EXERCISE GOAL:
Spot each line in the records below where the word "clap" occurs, then copy it.

[Stored data]
= Beginning of Section =

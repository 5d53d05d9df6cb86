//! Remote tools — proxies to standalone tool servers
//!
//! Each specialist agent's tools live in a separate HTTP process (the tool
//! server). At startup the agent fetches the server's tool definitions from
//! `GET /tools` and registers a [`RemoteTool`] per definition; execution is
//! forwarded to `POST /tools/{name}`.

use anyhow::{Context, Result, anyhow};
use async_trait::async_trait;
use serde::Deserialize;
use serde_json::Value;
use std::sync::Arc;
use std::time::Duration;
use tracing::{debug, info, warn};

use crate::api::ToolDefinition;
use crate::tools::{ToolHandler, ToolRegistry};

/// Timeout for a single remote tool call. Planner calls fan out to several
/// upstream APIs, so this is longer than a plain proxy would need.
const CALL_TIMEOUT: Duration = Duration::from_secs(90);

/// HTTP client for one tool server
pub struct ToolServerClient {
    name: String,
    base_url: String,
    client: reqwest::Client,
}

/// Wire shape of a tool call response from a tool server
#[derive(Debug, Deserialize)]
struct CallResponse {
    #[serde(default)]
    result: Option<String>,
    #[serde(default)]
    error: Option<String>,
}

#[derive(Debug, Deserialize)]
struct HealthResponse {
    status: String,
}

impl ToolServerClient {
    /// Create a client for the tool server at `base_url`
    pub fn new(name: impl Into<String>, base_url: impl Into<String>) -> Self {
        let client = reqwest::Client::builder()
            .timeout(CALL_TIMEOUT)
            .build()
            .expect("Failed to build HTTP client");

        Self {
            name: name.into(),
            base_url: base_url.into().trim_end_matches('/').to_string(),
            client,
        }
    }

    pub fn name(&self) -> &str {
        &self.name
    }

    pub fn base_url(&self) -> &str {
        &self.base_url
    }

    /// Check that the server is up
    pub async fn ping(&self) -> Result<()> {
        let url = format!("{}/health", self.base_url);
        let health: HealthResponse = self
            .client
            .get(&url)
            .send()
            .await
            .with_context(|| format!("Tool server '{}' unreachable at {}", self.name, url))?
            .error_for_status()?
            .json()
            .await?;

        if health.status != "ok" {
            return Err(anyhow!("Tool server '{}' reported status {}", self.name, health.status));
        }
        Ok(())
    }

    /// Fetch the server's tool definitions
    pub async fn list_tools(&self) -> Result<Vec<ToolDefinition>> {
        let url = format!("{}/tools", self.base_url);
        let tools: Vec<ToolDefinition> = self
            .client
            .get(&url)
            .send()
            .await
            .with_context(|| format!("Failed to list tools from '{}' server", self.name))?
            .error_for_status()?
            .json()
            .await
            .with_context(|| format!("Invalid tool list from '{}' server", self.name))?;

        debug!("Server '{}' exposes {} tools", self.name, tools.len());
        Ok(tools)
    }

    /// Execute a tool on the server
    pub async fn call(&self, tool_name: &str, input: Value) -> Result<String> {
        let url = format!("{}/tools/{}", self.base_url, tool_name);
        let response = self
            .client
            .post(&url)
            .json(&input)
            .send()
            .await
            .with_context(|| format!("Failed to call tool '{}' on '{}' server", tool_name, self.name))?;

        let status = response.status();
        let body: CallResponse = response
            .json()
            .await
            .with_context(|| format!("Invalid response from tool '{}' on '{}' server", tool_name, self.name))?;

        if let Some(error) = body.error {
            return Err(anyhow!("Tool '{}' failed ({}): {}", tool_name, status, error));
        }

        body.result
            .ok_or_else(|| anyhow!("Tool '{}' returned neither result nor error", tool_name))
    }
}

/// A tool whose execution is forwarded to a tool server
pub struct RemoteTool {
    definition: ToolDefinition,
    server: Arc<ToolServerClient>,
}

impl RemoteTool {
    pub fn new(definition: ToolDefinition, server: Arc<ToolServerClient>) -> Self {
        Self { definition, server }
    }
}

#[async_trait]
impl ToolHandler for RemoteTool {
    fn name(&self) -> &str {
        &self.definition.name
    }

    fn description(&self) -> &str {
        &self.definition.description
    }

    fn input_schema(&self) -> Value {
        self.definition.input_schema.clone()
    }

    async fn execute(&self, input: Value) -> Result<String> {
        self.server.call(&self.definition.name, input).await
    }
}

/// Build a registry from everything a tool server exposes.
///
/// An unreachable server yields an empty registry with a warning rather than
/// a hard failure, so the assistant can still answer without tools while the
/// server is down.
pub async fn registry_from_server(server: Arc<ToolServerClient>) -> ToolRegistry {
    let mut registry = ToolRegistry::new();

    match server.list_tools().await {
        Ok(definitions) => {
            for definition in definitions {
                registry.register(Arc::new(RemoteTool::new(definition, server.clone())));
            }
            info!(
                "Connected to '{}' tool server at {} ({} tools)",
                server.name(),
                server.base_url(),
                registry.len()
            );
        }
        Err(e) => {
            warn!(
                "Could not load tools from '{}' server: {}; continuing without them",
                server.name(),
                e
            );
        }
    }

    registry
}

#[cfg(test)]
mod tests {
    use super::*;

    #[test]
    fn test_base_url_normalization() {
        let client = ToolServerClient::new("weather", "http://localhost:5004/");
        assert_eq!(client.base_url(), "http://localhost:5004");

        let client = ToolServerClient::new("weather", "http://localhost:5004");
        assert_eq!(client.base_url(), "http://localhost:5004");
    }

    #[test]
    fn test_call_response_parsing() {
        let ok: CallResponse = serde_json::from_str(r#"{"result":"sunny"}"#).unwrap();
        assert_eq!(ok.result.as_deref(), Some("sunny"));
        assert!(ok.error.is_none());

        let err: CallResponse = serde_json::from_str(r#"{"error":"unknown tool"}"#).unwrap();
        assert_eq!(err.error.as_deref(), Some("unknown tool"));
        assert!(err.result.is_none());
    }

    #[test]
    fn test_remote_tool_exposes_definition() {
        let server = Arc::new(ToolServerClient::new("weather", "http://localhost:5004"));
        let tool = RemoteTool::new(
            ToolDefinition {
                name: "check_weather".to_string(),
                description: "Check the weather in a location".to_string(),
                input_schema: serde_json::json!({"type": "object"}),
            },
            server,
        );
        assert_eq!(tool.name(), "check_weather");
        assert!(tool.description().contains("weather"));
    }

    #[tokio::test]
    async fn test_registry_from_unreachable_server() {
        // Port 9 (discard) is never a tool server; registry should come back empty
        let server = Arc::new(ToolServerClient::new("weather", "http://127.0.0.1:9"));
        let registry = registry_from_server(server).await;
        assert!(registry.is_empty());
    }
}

= End of Section =
= Beginning of Section =

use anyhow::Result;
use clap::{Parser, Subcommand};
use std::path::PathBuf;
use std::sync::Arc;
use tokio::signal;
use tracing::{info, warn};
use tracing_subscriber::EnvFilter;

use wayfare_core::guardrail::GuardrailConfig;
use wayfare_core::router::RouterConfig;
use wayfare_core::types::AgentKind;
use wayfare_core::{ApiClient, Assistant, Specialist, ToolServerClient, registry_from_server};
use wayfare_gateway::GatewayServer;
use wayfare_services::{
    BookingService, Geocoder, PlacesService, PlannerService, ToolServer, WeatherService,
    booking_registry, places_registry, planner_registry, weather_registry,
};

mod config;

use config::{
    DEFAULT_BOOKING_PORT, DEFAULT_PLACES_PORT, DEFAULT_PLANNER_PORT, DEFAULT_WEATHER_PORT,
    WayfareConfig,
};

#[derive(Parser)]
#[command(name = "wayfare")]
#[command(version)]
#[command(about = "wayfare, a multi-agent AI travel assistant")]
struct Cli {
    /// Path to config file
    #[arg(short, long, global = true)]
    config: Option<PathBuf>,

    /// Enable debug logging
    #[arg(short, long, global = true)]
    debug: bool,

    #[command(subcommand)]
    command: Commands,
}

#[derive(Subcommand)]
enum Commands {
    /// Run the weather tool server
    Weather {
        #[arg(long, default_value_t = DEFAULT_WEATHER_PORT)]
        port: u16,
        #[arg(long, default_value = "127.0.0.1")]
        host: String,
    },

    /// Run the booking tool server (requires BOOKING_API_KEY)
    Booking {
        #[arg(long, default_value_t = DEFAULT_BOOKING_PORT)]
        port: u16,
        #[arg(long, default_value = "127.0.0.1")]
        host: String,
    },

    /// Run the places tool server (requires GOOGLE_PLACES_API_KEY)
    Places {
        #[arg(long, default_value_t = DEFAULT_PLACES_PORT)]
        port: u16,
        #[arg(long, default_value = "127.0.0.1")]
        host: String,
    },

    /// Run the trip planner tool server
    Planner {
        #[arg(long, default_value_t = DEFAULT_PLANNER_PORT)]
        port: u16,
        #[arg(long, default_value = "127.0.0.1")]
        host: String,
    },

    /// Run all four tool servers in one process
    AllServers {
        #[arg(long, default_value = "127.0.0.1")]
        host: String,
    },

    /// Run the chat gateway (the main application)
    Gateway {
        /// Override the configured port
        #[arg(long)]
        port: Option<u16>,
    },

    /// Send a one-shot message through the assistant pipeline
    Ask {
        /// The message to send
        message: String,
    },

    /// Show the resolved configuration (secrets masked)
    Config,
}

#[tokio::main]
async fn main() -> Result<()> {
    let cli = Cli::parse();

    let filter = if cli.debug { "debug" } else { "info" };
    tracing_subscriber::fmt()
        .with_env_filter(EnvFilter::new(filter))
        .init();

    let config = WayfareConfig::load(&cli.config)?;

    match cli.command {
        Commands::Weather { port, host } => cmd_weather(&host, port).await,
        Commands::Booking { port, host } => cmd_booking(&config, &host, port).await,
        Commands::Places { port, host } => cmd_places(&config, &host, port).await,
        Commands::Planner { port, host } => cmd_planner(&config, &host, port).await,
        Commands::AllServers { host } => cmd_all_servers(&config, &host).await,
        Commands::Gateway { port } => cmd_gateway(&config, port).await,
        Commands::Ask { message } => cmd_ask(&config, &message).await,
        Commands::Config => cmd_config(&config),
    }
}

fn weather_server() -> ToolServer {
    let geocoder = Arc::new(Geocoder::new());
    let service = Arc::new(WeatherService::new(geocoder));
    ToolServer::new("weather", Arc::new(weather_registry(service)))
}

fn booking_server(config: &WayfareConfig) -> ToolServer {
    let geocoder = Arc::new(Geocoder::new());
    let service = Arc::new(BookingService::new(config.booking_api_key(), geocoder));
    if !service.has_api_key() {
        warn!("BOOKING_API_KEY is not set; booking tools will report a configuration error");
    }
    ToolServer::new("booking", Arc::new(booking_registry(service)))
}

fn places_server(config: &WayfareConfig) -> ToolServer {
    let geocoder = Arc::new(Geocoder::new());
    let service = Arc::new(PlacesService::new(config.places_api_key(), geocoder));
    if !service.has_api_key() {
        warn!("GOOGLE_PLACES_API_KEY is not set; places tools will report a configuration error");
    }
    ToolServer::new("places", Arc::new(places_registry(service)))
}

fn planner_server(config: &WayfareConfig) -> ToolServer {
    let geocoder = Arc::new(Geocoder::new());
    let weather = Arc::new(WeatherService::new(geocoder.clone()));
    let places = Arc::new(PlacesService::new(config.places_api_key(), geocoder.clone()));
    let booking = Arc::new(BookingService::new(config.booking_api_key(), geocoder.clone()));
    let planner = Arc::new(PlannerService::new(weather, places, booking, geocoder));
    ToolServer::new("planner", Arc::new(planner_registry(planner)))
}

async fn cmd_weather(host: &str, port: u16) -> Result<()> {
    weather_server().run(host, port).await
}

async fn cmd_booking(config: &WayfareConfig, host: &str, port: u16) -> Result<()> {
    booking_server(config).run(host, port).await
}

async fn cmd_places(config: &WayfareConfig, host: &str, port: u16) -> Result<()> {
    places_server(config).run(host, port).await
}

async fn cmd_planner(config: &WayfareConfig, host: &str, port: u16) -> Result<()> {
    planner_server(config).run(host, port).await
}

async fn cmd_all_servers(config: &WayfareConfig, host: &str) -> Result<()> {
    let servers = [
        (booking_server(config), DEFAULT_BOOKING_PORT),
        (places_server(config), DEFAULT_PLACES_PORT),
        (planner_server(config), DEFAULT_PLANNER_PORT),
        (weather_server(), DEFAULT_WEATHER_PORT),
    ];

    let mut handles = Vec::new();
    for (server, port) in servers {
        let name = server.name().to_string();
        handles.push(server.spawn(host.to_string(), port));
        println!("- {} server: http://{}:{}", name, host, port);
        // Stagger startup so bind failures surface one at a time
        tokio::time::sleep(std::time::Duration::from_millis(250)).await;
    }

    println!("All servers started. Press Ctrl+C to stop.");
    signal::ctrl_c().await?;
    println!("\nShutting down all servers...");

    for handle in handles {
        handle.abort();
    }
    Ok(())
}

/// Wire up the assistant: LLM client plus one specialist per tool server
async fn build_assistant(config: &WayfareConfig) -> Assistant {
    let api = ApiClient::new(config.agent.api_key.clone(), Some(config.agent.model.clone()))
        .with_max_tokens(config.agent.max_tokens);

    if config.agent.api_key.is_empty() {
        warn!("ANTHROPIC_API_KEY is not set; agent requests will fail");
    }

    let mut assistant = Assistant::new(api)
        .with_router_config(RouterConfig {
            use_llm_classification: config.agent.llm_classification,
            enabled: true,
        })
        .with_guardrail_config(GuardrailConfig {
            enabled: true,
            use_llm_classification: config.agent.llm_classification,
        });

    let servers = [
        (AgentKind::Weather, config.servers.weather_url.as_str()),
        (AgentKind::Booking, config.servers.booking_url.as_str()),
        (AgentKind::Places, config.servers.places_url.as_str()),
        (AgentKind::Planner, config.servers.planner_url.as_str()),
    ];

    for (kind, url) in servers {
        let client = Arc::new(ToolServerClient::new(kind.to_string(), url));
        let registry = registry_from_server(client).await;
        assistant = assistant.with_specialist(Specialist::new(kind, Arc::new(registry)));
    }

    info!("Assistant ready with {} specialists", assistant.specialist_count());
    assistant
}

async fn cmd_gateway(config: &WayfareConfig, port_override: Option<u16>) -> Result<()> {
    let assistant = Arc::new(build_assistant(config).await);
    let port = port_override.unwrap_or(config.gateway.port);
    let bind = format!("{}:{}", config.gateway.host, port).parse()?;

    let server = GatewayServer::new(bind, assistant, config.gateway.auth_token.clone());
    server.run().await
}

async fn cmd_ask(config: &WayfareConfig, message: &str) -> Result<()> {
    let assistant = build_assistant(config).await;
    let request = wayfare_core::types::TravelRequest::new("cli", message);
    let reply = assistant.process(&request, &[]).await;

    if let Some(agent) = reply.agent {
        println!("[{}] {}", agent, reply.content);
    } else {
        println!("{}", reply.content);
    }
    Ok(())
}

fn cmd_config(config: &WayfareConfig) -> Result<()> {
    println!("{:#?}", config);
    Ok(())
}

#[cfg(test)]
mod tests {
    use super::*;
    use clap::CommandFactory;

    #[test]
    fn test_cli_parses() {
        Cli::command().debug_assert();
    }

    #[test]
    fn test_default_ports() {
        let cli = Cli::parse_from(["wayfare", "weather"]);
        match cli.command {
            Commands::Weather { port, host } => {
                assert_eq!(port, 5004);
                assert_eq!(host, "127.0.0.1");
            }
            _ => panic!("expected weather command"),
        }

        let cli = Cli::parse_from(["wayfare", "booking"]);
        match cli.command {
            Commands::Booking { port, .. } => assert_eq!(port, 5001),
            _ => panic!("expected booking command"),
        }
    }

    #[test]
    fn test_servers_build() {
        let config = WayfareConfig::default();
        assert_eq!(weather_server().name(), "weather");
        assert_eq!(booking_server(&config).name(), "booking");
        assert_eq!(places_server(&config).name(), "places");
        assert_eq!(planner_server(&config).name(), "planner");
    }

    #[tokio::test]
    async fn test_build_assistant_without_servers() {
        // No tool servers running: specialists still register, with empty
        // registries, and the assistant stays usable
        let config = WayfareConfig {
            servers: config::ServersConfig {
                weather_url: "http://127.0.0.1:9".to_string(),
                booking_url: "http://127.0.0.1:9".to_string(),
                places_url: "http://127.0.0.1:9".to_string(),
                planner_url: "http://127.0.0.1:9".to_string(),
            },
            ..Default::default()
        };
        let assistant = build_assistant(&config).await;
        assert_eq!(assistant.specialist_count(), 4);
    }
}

= End of Section =

TASK ANSWER:
use clap::{Parser, Subcommand};
    use clap::CommandFactory;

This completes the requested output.